In this case appellants did not move for an adjournment or request additional time to check out Dr. Cutler's testimony. The appellants' motion was to have the witness excluded.
We think the probative value of Dr. Cutler's testimony outweighs any prejudice to the appellants. The appellants were afforded the right to take the deposition of Dr. Cutler during the course of the trial and did so. They had an opportunity to investigate his qualifications. The plaintiffs have not been prejudiced.
There is substantial evidence that the scaffold plank was designed properly. There is also substantial evidence that during the six years from the date of manufacture and sale, the plank was damaged, abused and altered.
We conclude from the record in this case that the trial court did not abuse its discretion in permitting the defendant, Louisville Ladder Company, to call Dr. Verne C. Cutler as an expert witness.
By the Court. — Judgment and order affirmed.
I reluctantly concur with the result. I feel the pretrial procedure was misused in this case by defendants' counsel and agree with the trial court in its fining the attorney $200.
Pretrials in this modern day of congested calendars are a necessity. When this court first adopted the pretrial technique by rules of court in 1940, it was made optional. 232 Wis. vi, sec. 269.65, Stats. 1941. The benefits of pretrial have well been stated in Klitzke v. Herm (1943), 242 Wis. 456, 8 N.W.2d 400. The importance of a thorough pretrial was again set out in Schneck v. Mutual Service Casualty Ins. Co. (1963), 18 Wis.2d 566, 119 N.W.2d 342.

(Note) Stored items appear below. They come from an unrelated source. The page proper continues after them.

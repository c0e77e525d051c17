pub mod secrets_reader;
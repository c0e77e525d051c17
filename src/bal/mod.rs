pub mod cache;
pub mod resolver;
pub mod transform;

We pointed out in Schneck the issues not considered at pretrial are waived and the order made at pretrial controlled the subsequent action of the case. In 1965 this court amended the rule to make pretrial mandatory in all cases under Titles XXV and XXVII excepting cases under chapter 299 and unless waived by the party with the approval of the court. 25 Wis.2d vi. Only in exceptional cases should a court approve a waiver of a pretrial and then in cases where a pretrial would not attain its purposes.
I understand this statute is not uniformly followed and in many cases the pretrial is perfunctory and does not serve its worthy purpose. I think all trial judges should effectively pretrial civil cases and follow the statute with a comprehensive order. In a case where counsel states his client has no expert witness and the pretrial hearing is shortly before the trial, an order should be made to that effect and such party precluded from calling an expert witness at trial. Attorneys must cooperate or if necessary be made to cooperate with the court and the court should make comprehensive orders governing the trial; otherwise, this court will be obliged to hear appeals which could have been avoided by adherence to the pretrial statute.
I am authorized to state Mr. Justice WILKIE joins in this concurring opinion.